Foi a objetividade do ofício jornalístico que lhe deu coragem para falar com Bethânia repetidas vezes e a partir desses encontros começou a germinar a ideia de um filme sobre ela. “Fui me aproximando de Bethânia aos poucos, fazendo trabalhos para a televisão, como um programa especial para a GloboNews quando ela fez 70 anos de idade. Convidei a Fernanda Montenegro, outra grande dama das nossas artes, para narrar meu texto e quase desmaiei quando ela aceitou. Acho que fui ganhando a confiança da Bethânia a tal ponto que ela não fez nenhuma exigência sobre o filme. Na verdade, ela nem pediu pra ver e aprovar o filme antes, para surpresa de muita gente, minha inclusive. Foi uma prova de confiança que me deixou muito orgulhoso e feliz”.

Mas é que Jardim não queria fazer um documentário tradicional ou meramente laudatório sobre sua “ídola”. Não queria que falassem sobre a importância dela pela enésima vez ou que ela foi a primeira mulher a vender mais de 1 milhão de discos no Brasil, etc e tal. A voz que a muitas décadas encanta e fascina o Brasil precisava ser a protagonista da própria história. “Existem filmes lindos sobre a cantora, mas sentia falta de ver Bethânia falando mais. Como nestes filmes já havia belíssimos depoimentos sobre a artista, tive a ideia de fazer um filme em que só Bethânia falasse sobre ela mesma. Pesquisei imagens raras nos acervos da TV Globo e da TV Bahia, afiliada da Globo, e fiz um roteiro com perguntas que ‘conversavam’ com essas imagens. Também fiz questão de usar alguns depoimentos antigos da cantora, alguns dos anos 1980, pra mostrar que ela tem uma coerência incrível, se mantém fiel a si mesma ao longo de todos esses anos de carreira. Também selecionei cinco textos que falam da magnitude da artista e convidei novamente a querida Fernanda Montenegro para narrá-los”.
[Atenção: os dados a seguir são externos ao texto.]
//! Error types for the gateway client.

use thiserror::Error;


/// Client error types.
#[derive(Debug, Error)]
pub enum Error {
    /// HTTP request failed.
    #[error("HTTP request failed: {0}")]
    Http(#[from] reqwest::Error),

    /// JSON serialization/deserialization failed.
    #[error("JSON error: {0}")]
    Json(#[from] serde_json::Error),

    /// Invalid URL.
    #[error("Invalid URL: {0}")]
    InvalidUrl(#[from] url::ParseError),

    /// API returned an error response.
    #[error("API error ({status}): {message}")]
    Api {
        /// HTTP status code.
        status: u16,
        /// Error message from API.
        message: String,
    },

    /// Resource not found.
    #[error("Not found: {0}")]
    NotFound(String),

    /// Invalid request parameters.
    #[error("Invalid request: {0}")]
    InvalidRequest(String),

    /// The gateway rejected the request with 429 Too Many Requests.
    #[error("Rate limited, retry after {retry_after} seconds")]
    RateLimited {
        /// Seconds until the client may retry.
        retry_after: u64,
    },

    /// A task did not reach a terminal state in time.
    #[error("Timed out waiting for task {0}")]
    Timeout(String),
}
//! API request handlers.

use crate::config::{RouteRuleConfig, RuleConfig};
use crate::error::ApiError;
use crate::models::{
    HealthResponse, RateLimitRulesResponse, ReplaceRateLimitsRequest, SignalStatsResponse,
    SubmitSignalRequest, SubmitSignalResponse,
};
use crate::ratelimit::RateLimitRule;
use crate::state::AppState;
use crate::tasks::{TaskResult, TaskStatus};
use axum::Json;
use axum::extract::rejection::JsonRejection;
use axum::extract::{Path, State};
use axum::http::StatusCode;
use std::sync::Arc;
use tracing::info;


/// Base path under which task status is polled.
const TASKS_PATH: &str = "/api/v1/signals/tasks";

fn rule_config(rule: &RateLimitRule) -> RuleConfig {
    RuleConfig {
        max_requests: rule.max_requests(),
        window_seconds: rule.window_seconds(),
        burst: Some(rule.burst()),
    }
}

fn rate_limit_rules(state: &AppState) -> RateLimitRulesResponse {
    let rules = state.admission.rules();
    let routes = rules
        .routes()
        .into_iter()
        .map(|(pattern, rule)| RouteRuleConfig {
            pattern,
            max_requests: rule.max_requests(),
            window_seconds: rule.window_seconds(),
            burst: Some(rule.burst()),
        })
        .collect();

    RateLimitRulesResponse {
        enabled: state.admission.is_enabled(),
        default_rule: rule_config(&rules.default_rule()),
        routes,
        tracked_buckets: state.admission.tracked_buckets(),
    }
}

// ============================================================================
// Health Check
// ============================================================================

/// Health check endpoint.
#[utoipa::path(
    get,
    path = "/health",
    responses(
        (status = 200, description = "Service is healthy", body = HealthResponse)
    ),
    tag = "Health"
)]
pub async fn health_check() -> Json<HealthResponse> {
    Json(HealthResponse {
        status: "healthy".to_string(),
        version: env!("CARGO_PKG_VERSION").to_string(),
    })
}

// ============================================================================
// Signal Parsing
// ============================================================================

/// Submit a trading signal for asynchronous parsing.
#[utoipa::path(
    post,
    path = "/api/v1/signals/parse",
    request_body = SubmitSignalRequest,
    responses(
        (status = 202, description = "Signal queued for parsing", body = SubmitSignalResponse),
        (status = 400, description = "Invalid request or duplicate task id"),
        (status = 429, description = "Rate limit exceeded", body = crate::error::RateLimitErrorResponse),
        (status = 503, description = "Task queue full or processor stopped")
    ),
    tag = "Signals"
)]
pub async fn submit_signal(
    State(state): State<Arc<AppState>>,
    body: Result<Json<SubmitSignalRequest>, JsonRejection>,
) -> Result<(StatusCode, Json<SubmitSignalResponse>), ApiError> {
    let Json(request) = body.map_err(|e| ApiError::InvalidRequest(e.body_text()))?;
    let task_id = state.tasks.submit(request.payload, request.task_id)?;

    Ok((
        StatusCode::ACCEPTED,
        Json(SubmitSignalResponse {
            poll_url: format!("{}/{}", TASKS_PATH, task_id),
            task_id,
            status: TaskStatus::Queued,
        }),
    ))
}

/// Get the status and result of a parsing task.
#[utoipa::path(
    get,
    path = "/api/v1/signals/tasks/{task_id}",
    params(
        ("task_id" = String, Path, description = "Task identifier")
    ),
    responses(
        (status = 200, description = "Task status", body = TaskResult),
        (status = 404, description = "Task not found or expired")
    ),
    tag = "Signals"
)]
pub async fn get_task_status(
    State(state): State<Arc<AppState>>,
    Path(task_id): Path<String>,
) -> Result<Json<TaskResult>, ApiError> {
    state
        .tasks
        .get_status(&task_id)
        .map(Json)
        .ok_or(ApiError::TaskNotFound(task_id))
}

/// Get task processor statistics.
#[utoipa::path(
    get,
    path = "/api/v1/signals/stats",
    responses(
        (status = 200, description = "Task processor statistics", body = SignalStatsResponse)
    ),
    tag = "Signals"
)]
pub async fn get_signal_stats(State(state): State<Arc<AppState>>) -> Json<SignalStatsResponse> {
    let stats = state.tasks.stats();
    Json(SignalStatsResponse {
        queued: stats.counts.queued,
        processing: stats.counts.processing,
        completed: stats.counts.completed,
        failed: stats.counts.failed,
        queue_depth: stats.queue_depth,
        queue_capacity: stats.queue_capacity,
        running: stats.running,
        max_age_hours: state.tasks.max_age_hours(),
    })
}

// ============================================================================
// Rate Limit Administration
// ============================================================================

/// Get the active rate limit rules.
#[utoipa::path(
    get,
    path = "/api/v1/admin/rate-limits",
    responses(
        (status = 200, description = "Active rate limit rules", body = RateLimitRulesResponse)
    ),
    tag = "Admin"
)]
pub async fn get_rate_limits(State(state): State<Arc<AppState>>) -> Json<RateLimitRulesResponse> {
    Json(rate_limit_rules(&state))
}

/// Replace the rate limit route table.
///
/// The new table takes effect for the next request. Existing buckets keep
/// their counts.
#[utoipa::path(
    put,
    path = "/api/v1/admin/rate-limits",
    request_body = ReplaceRateLimitsRequest,
    responses(
        (status = 200, description = "Rules replaced", body = RateLimitRulesResponse),
        (status = 400, description = "Invalid rule or pattern")
    ),
    tag = "Admin"
)]
pub async fn replace_rate_limits(
    State(state): State<Arc<AppState>>,
    body: Result<Json<ReplaceRateLimitsRequest>, JsonRejection>,
) -> Result<Json<RateLimitRulesResponse>, ApiError> {
    let Json(request) = body.map_err(|e| ApiError::InvalidRequest(e.body_text()))?;

    let default = request
        .default_rule
        .map(|rule| rule.to_rule())
        .transpose()
        .map_err(|e| ApiError::InvalidRequest(e.to_string()))?;

    state.admission.rules().replace(default, &request.routes)?;
    info!(
        "Rate limit table replaced with {} route rules",
        request.routes.len()
    );

    Ok(Json(rate_limit_rules(&state)))
}
//! The signal parsing seam.
//!
//! The parsing engine (OCR, NLP, signal extraction) lives outside this crate.
//! The task processor only needs something that turns a JSON payload into a
//! JSON result or an error.

use futures::FutureExt;
use futures::future::BoxFuture;
use serde_json::Value;
use std::future::Future;
use thiserror::Error;

/// Failure reported by a signal parser.
#[derive(Debug, Clone, PartialEq, Eq, Error)]
pub enum ParseError {
    /// The payload is not something the parser accepts.
    #[error("invalid payload: {0}")]
    InvalidPayload(String),
    /// The parser ran and failed.
    #[error("parse failed: {0}")]
    Failed(String),
}

/// Turns a submitted payload into a parse result.
pub trait SignalParser: Send + Sync + 'static {
    /// Parses one payload.
    fn parse(&self, payload: Value) -> BoxFuture<'static, Result<Value, ParseError>>;
}

impl<F, Fut> SignalParser for F
where
    F: Fn(Value) -> Fut + Send + Sync + 'static,
    Fut: Future<Output = Result<Value, ParseError>> + Send + 'static,
{
    fn parse(&self, payload: Value) -> BoxFuture<'static, Result<Value, ParseError>> {
        self(payload).boxed()
    }
}

/// Parser used when no engine is wired in: accepts any non-empty JSON
/// object and returns it unchanged.
#[derive(Debug, Clone, Copy, Default)]
pub struct PassthroughParser;

impl SignalParser for PassthroughParser {
    fn parse(&self, payload: Value) -> BoxFuture<'static, Result<Value, ParseError>> {
        async move {
            match &payload {
                Value::Object(map) if !map.is_empty() => Ok(payload),
                Value::Object(_) => Err(ParseError::InvalidPayload(
                    "payload object is empty".to_string(),
                )),
                other => Err(ParseError::InvalidPayload(format!(
                    "expected a JSON object, got {}",
                    json_kind(other)
                ))),
            }
        }
        .boxed()
    }
}

fn json_kind(value: &Value) -> &'static str {
    match value {
        Value::Null => "null",
        Value::Bool(_) => "boolean",
        Value::Number(_) => "number",
        Value::String(_) => "string",
        Value::Array(_) => "array",
        Value::Object(_) => "object",
    }
}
Realmente, só mesmo a voz inconfundível de Fernanda Montenegro poderia estar à altura de uma artista que traçou seu próprio caminho, independente de modismos, desde sua estreia nos palcos em 1963 cantando “Na cadência do samba” de Ataulfo Alves (a convite do irmão Caetano, quando todos ainda moravam em Salvador). “Muita gente comentou comigo que nunca tinha visto Bethânia assim, tão aberta e tão próxima. Essa ideia de proximidade vem de uma decisão que tomei na montagem: toda vez que ela fala algo mais íntimo, mais pessoal, vou para um super close. Dá pra gente ver bem o brilho no olhar e a assertividade dela. Ela é uma artista única no cenário cultural brasileiro, um farol de sensatez e dignidade”.

Só mesmo o farol Bethânia teria coragem de largar o promissor nicho das músicas de protesto após o sucesso de “Carcará” em 1965, logo após o golpe militar, para cantar sambas de Noel Rosa ou fazer um disco ao lado do igualmente iniciante Edu Lobo. Só ela mesmo para cantar Roberto Carlos quando o público elitizado da mpb torcia o nariz para o “Rei”. Só Bethânia para costurar em sua voz pontos de candomblé, Chitãozinho & Xororó, Fernando Pessoa, Castro Alves, Zezé di Camargo & Luciano, Vinicius de Moraes, Batatinha, Zeca Pagodinho, Paulo Vanzolini, Jards Macalé, Gonzaguinha, Chico Buarque, a escola de samba Mangueira e assim por diante.

“O que mais me marcou foi a abertura dela pra falar sobre tudo. Durante o filme você percebe que ela não chegou com respostas prontas, ela está elaborando os pensamentos enquanto fala. Fiz questão de respeitar os silêncios e as pausas dela, bem como os ruídos dos anéis, porque tudo em Bethânia reverte a favor da cena”, refletiu Jardim sobre a experiência de filmá-la no teatro do Hotel Copacabana Palace, no Rio de Janeiro. Um tanto dos bastidores dessa gravação, além de muitas outras histórias do fã Carlos Jardim, estão no livro Ninguém Sabe Quem Sou Eu (A Bethânia Agora Sabe!).

Mas o documentário Maria - Ninguém Sabe Quem Sou Eu é um marco para Jardim tanto por ser sua estreia na direção quanto por lhe mostrar uma Bethânia que nem mesmo ele, um fã de longa quilometragem, suspeitava conhecer. “Tive algumas surpresas durante esse depoimento dela para o filme. Tem revelações sobre a época da ditadura, um documento mostrando que ela foi fichada no SNI, sem falar na prisão e a exigência de que ela se apresentasse uma vez por semana no DOPS, durante um ano. Mas o que nunca vou esquecer mesmo é a generosidade e o carinho dela comigo. Quando acabamos de gravar o depoimento ela se virou pra mim e perguntou: ‘ficou bom? Ficou do jeito que você queria?’ Já era muito fã, fiquei mais ainda”.